2. Be Patient and Remain Calm
The Taj Mahal is incredibly crowded with everyone trying to get the perfect Instagram photos. At times, people will push and shove their way to the front of the queue for their photo and it gets very frustrating. But, take a deep breath and stay calm. Be patient and you’ll get your perfect photos too.
3. Go Early in the Morning
The Taj Mahal is always crowded, but it’s less crowded early in the morning. I recommend arriving around 5:30-5:45 am to secure a decent spot in the long queue to get in. Spoiler alert – don’t expect a gorgeous sunrise. It’s just not going to happen. The sun doesn’t actually rise behind the Taj Mahal and the gates don’t open until the sun has actually risen. They start letting tourists enter right after sunrise around 6:10 am or so. However, going early in the morning allows you to beat the afternoon heat and bigger crowds.
4. Buy Your Ticket Online
I highly recommend buying your ticket online to avoid standing in the horrendous queues. Here’s where you can buy it online. I don’t think they charge extra for buying it online. We paid 200 INR for the mausoleum, 550 INR for the entrance fee, and 500 INR for taxes which totaled to 1200 INR per person.

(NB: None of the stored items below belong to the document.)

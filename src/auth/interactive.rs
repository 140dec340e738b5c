//! Browser consent with a loopback redirect (installed-app flow).

use std::path::PathBuf;
use std::time::Duration;

use async_trait::async_trait;
use chrono::Utc;
use reqwest::Url;

use super::callback::{CallbackOutcome, CallbackServer};
use super::client_secret::ClientSecret;
use super::credential::{ClientIdentity, Credential};
use super::pkce::{generate_pkce, generate_state};
use super::token::OAuthClient;
use super::ConsentFlow;
use crate::error::AuthError;

pub struct InteractiveFlow {
    client_secret_path: PathBuf,
    oauth: OAuthClient,
    timeout: Duration,
}

impl InteractiveFlow {
    pub fn new(client_secret_path: PathBuf, oauth: OAuthClient, timeout: Duration) -> Self {
        Self {
            client_secret_path,
            oauth,
            timeout,
        }
    }
}

/// Authorization URL asking for offline access so a refresh token is issued.
pub fn authorization_url(
    secret: &ClientSecret,
    redirect_uri: &str,
    scopes: &[&str],
    state: &str,
    challenge: &str,
) -> Result<Url, String> {
    let scope = scopes.join(" ");
    Url::parse_with_params(
        &secret.auth_uri,
        &[
            ("response_type", "code"),
            ("client_id", secret.client_id.as_str()),
            ("redirect_uri", redirect_uri),
            ("scope", scope.as_str()),
            ("state", state),
            ("code_challenge", challenge),
            ("code_challenge_method", "S256"),
            ("access_type", "offline"),
            ("prompt", "consent"),
        ],
    )
    .map_err(|err| format!("invalid auth_uri '{}': {}", secret.auth_uri, err))
}

#[async_trait]
impl ConsentFlow for InteractiveFlow {
    async fn obtain(&self, scopes: &[&str]) -> Result<Credential, AuthError> {
        let secret = ClientSecret::load(&self.client_secret_path)?;
        let pkce = generate_pkce();
        let state = generate_state();

        let server = CallbackServer::start(state.clone())?;
        let redirect_uri = server.redirect_uri();
        let url = match authorization_url(&secret, &redirect_uri, scopes, &state, &pkce.challenge)
        {
            Ok(url) => url,
            Err(reason) => {
                server.stop().await;
                return Err(AuthError::ClientSecret {
                    path: self.client_secret_path.clone(),
                    reason,
                });
            }
        };

        log::info!("Opening browser for Google consent");
        match open::that_detached(url.as_str()) {
            Ok(()) => log::info!("If the browser did not open, visit:\n{}", url),
            Err(err) => log::warn!(
                "Could not open a browser ({}). Visit this URL to continue:\n{}",
                err,
                url
            ),
        }

        let code = match server.wait(self.timeout).await? {
            CallbackOutcome::Code(code) => code,
            CallbackOutcome::Denied(reason) => return Err(AuthError::ConsentDenied(reason)),
        };

        log::info!("Exchanging authorization code for tokens");
        let response = self
            .oauth
            .exchange_code(
                &secret.token_uri,
                &secret.client_id,
                secret.client_secret.as_deref(),
                &code,
                &pkce.verifier,
                &redirect_uri,
            )
            .await?;

        let identity = ClientIdentity {
            token_uri: &secret.token_uri,
            client_id: Some(&secret.client_id),
            client_secret: secret.client_secret.as_deref(),
        };
        Ok(Credential::issued(response, scopes, identity, Utc::now()))
    }
}

#[cfg(test)]
mod tests {
    use super::*;
    use std::collections::HashMap;

    #[test]
    fn test_authorization_url_parameters() {
        let secret = ClientSecret {
            client_id: "client-1".to_string(),
            client_secret: Some("secret".to_string()),
            auth_uri: "https://accounts.google.com/o/oauth2/auth".to_string(),
            token_uri: "https://oauth2.googleapis.com/token".to_string(),
        };

        let url = authorization_url(
            &secret,
            "http://127.0.0.1:8765/",
            &["scope.a", "scope.b"],
            "state-1",
            "challenge-1",
        )
        .unwrap();

        let params: HashMap<String, String> = url.query_pairs().into_owned().collect();
        assert_eq!(url.host_str(), Some("accounts.google.com"));
        assert_eq!(params["client_id"], "client-1");
        assert_eq!(params["redirect_uri"], "http://127.0.0.1:8765/");
        assert_eq!(params["scope"], "scope.a scope.b");
        assert_eq!(params["state"], "state-1");
        assert_eq!(params["code_challenge"], "challenge-1");
        assert_eq!(params["code_challenge_method"], "S256");
        assert_eq!(params["access_type"], "offline");
        assert!(!params.contains_key("client_secret"));
    }
}
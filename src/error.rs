//! Error taxonomy shared by the credential manager, the remote backend and
//! the tool dispatcher.

use std::path::PathBuf;

use thiserror::Error;

/// Failures while obtaining or refreshing a credential.
#[derive(Debug, Error)]
pub enum AuthError {
    #[error("client secret file {path} is unusable: {reason}")]
    ClientSecret { path: PathBuf, reason: String },
    #[error("service account key {path} is unusable: {reason}")]
    ServiceAccount { path: PathBuf, reason: String },
    #[error("consent was not granted: {0}")]
    ConsentDenied(String),
    #[error("no consent received within {0} seconds")]
    ConsentTimeout(u64),
    #[error("interactive consent is not available: {0}")]
    InteractionUnavailable(String),
    #[error("failed to start the OAuth callback listener: {0}")]
    Callback(#[source] std::io::Error),
    #[error("token endpoint rejected the request: {0}")]
    TokenExchange(String),
    #[error("token endpoint request failed: {0}")]
    Transport(#[source] reqwest::Error),
}

/// Failures reading or writing the persisted credential.
#[derive(Debug, Error)]
pub enum StorageError {
    #[error("failed to read credential file {path}: {source}")]
    Read {
        path: PathBuf,
        #[source]
        source: std::io::Error,
    },
    #[error("failed to write credential file {path}: {source}")]
    Write {
        path: PathBuf,
        #[source]
        source: std::io::Error,
    },
    #[error("failed to encode credential: {0}")]
    Encode(#[source] serde_json::Error),
}

/// Failures reported by (or while talking to) Sheets, Forms or Drive.
#[derive(Debug, Error)]
pub enum RemoteError {
    #[error("{service} API returned {status}: {message}")]
    Api {
        service: &'static str,
        status: u16,
        message: String,
    },
    #[error("{service} API request failed: {source}")]
    Transport {
        service: &'static str,
        #[source]
        source: reqwest::Error,
    },
    #[error("unexpected {service} API response: {reason}")]
    Decode {
        service: &'static str,
        reason: String,
    },
    #[error("form {form_id} was created but its description could not be set: {source}")]
    FormDescription {
        form_id: String,
        #[source]
        source: Box<RemoteError>,
    },
}

/// Any failure that ends a tool invocation.
#[derive(Debug, Error)]
pub enum Error {
    #[error("authorization failed: {0}")]
    Auth(#[from] AuthError),
    #[error("credential storage failed: {0}")]
    Storage(#[from] StorageError),
    #[error(transparent)]
    Remote(#[from] RemoteError),
}
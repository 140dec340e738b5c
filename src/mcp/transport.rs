//! Newline-delimited JSON-RPC over stdin/stdout.
//!
//! stdout carries protocol messages only; logging goes to stderr.

use futures::{SinkExt, StreamExt};
use thiserror::Error;
use tokio::io::{AsyncRead, AsyncWrite};
use tokio_util::bytes::{Bytes, BytesMut};
use tokio_util::codec::{
    AnyDelimiterCodec, AnyDelimiterCodecError, Decoder, FramedRead, FramedWrite, LinesCodec,
    LinesCodecError,
};

use super::rpc::OutboundResponse;
use super::service::McpService;

const MAX_MESSAGE_BYTES: usize = 16 * 1024 * 1024;

#[derive(Debug, Error)]
pub enum TransportError {
    #[error("failed to read from the host: {0}")]
    Read(#[source] std::io::Error),
    #[error("failed to write to the host: {0}")]
    Write(#[source] LinesCodecError),
    #[error("failed to encode response: {0}")]
    Encode(#[from] serde_json::Error),
}

/// One newline-terminated chunk of host input.
#[derive(Debug, PartialEq)]
enum Frame {
    Line(Bytes),
    Oversized,
}

/// Splits input on `\n` and reports an over-long line as a frame.
///
/// `FramedRead` ends the stream after any decoder error, so only I/O failures
/// surface as errors here.
struct MessageCodec {
    inner: AnyDelimiterCodec,
}

impl MessageCodec {
    fn new() -> Self {
        Self::with_max_length(MAX_MESSAGE_BYTES)
    }

    fn with_max_length(max_length: usize) -> Self {
        Self {
            inner: AnyDelimiterCodec::new_with_max_length(
                b"\n".to_vec(),
                b"\n".to_vec(),
                max_length,
            ),
        }
    }

    fn frame(
        decoded: Result<Option<Bytes>, AnyDelimiterCodecError>,
    ) -> Result<Option<Frame>, std::io::Error> {
        match decoded {
            Ok(chunk) => Ok(chunk.map(Frame::Line)),
            Err(AnyDelimiterCodecError::MaxChunkLengthExceeded) => Ok(Some(Frame::Oversized)),
            Err(AnyDelimiterCodecError::Io(err)) => Err(err),
        }
    }
}

impl Decoder for MessageCodec {
    type Item = Frame;
    type Error = std::io::Error;

    fn decode(&mut self, buf: &mut BytesMut) -> Result<Option<Frame>, std::io::Error> {
        Self::frame(self.inner.decode(buf))
    }

    fn decode_eof(&mut self, buf: &mut BytesMut) -> Result<Option<Frame>, std::io::Error> {
        Self::frame(self.inner.decode_eof(buf))
    }
}

/// Serve one request at a time until the reader reaches EOF.
pub async fn serve<R, W>(service: &McpService, reader: R, writer: W) -> Result<(), TransportError>
where
    R: AsyncRead + Unpin,
    W: AsyncWrite + Unpin,
{
    let mut frames = FramedRead::new(reader, MessageCodec::new());
    let mut out = FramedWrite::new(writer, LinesCodec::new());

    while let Some(frame) = frames.next().await {
        let bytes = match frame.map_err(TransportError::Read)? {
            Frame::Line(bytes) => bytes,
            Frame::Oversized => {
                log::warn!("discarding message longer than {} bytes", MAX_MESSAGE_BYTES);
                continue;
            }
        };

        let response = match std::str::from_utf8(&bytes) {
            Ok(line) => {
                let line = line.trim();
                if line.is_empty() {
                    continue;
                }
                service.handle_message(line).await
            }
            Err(err) => {
                log::warn!("discarding message that is not valid UTF-8: {}", err);
                Some(OutboundResponse::parse_error(format!("message is not valid UTF-8: {}", err)))
            }
        };

        if let Some(response) = response {
            let encoded = serde_json::to_string(&response)?;
            out.send(encoded).await.map_err(TransportError::Write)?;
        }
    }

    log::info!("host closed stdin, shutting down");
    Ok(())
}

pub async fn serve_stdio(service: &McpService) -> Result<(), TransportError> {
    log::info!("Serving MCP over stdio");
    serve(service, tokio::io::stdin(), tokio::io::stdout()).await
}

If you aren’t able to purchase your ticket online for some reason, please have exact cash ready. It will make your life and the ticket agent’s life easier. The ticket booth is about one kilometer away from the entrance of the Taj Mahal. It’s a rather pleasant walk, but there are rickshaws available if you don’t want to walk.
Your ticket should include a map of the Taj Mahal and shoe covers.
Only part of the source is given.